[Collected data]
━━━

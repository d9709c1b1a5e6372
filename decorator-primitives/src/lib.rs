//! Core shared types for prompt decorators.

#![warn(missing_docs, clippy::pedantic)]

mod error;
mod name;
mod version;

/// Error type and result alias shared across the workspace.
pub use error::{Error, Result};
/// Validated decorator identifier.
pub use name::DecoratorName;
/// Semantic versions and the decorator compatibility rule.
pub use version::{StandardRange, Version, is_compatible, parse_version};
//! Whole-invocation validation.

use std::collections::BTreeMap;

use serde_json::{Map, Value};
use tracing::debug;

use crate::error::{ValidationError, ValidationErrors};
use crate::schema::ParameterSchema;
use crate::value::ParamValue;

/// Validated parameter values keyed by parameter name.
pub type ValidatedParameters = BTreeMap<String, ParamValue>;

/// Validates a raw parameter map against a decorator's full schema list.
///
/// Validation never stops at the first problem: every parameter is checked
/// and all failures are returned together. Explicit `null` is treated as
/// absence.
#[derive(Debug, Clone, Copy)]
pub struct ValidationPipeline<'a> {
    decorator: &'a str,
    schemas: &'a [ParameterSchema],
}

impl<'a> ValidationPipeline<'a> {
    /// Creates a pipeline for the named decorator.
    #[must_use]
    pub fn new(decorator: &'a str, schemas: &'a [ParameterSchema]) -> Self {
        Self { decorator, schemas }
    }

    /// Validates supplied values and resolves defaults for absent ones.
    ///
    /// The result contains every supplied parameter plus every absent
    /// parameter that declares a default. Absent optional parameters without
    /// a default are left out.
    ///
    /// # Errors
    ///
    /// Returns [`ValidationErrors`] listing every failing parameter in schema
    /// declaration order, followed by unknown parameter names.
    pub fn validate(&self, raw: &Map<String, Value>) -> Result<ValidatedParameters, ValidationErrors> {
        let mut values = ValidatedParameters::new();
        let mut errors = Vec::new();

        for schema in self.schemas {
            let supplied = raw.get(schema.name()).filter(|value| !value.is_null());
            let outcome = match supplied {
                Some(value) => schema.validate(self.decorator, value).map(Some),
                None => match schema.default_value(self.decorator) {
                    Ok(None) if schema.is_required() => {
                        Err(ValidationError::MissingRequiredParameter {
                            decorator: self.decorator.to_owned(),
                            parameter: schema.name().to_owned(),
                        })
                    }
                    other => other,
                },
            };

            match outcome {
                Ok(Some(value)) => {
                    values.insert(schema.name().to_owned(), value);
                }
                Ok(None) => {}
                Err(error) => errors.push(error),
            }
        }

        for name in raw.keys() {
            if !self.schemas.iter().any(|schema| schema.name() == name) {
                errors.push(ValidationError::UnknownParameter {
                    decorator: self.decorator.to_owned(),
                    parameter: name.clone(),
                });
            }
        }

        match ValidationErrors::from_errors(self.decorator, errors) {
            Some(errors) => {
                debug!(decorator = self.decorator, failures = errors.len(), "parameter validation failed");
                Err(errors)
            }
            None => Ok(values),
        }
    }
}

━━━

Retype exactly the lines of the data above, starting at its first line and finishing with the line that has "use std::collections::BTreeMap;" in it.

repository d9709c1b1a5e6372
filename decorator-primitives/src/lib.rs
//! Core shared types for prompt decorators.

#![warn(missing_docs, clippy::pedantic)]

mod error;
mod name;
mod version;

/// Error type and result alias shared across the workspace.
pub use error::{Error, Result};
/// Validated decorator identifier.
pub use name::DecoratorName;
/// Semantic versions and the decorator compatibility rule.
pub use version::{StandardRange, Version, is_compatible, parse_version};
//! Whole-invocation validation.

use std::collections::BTreeMap;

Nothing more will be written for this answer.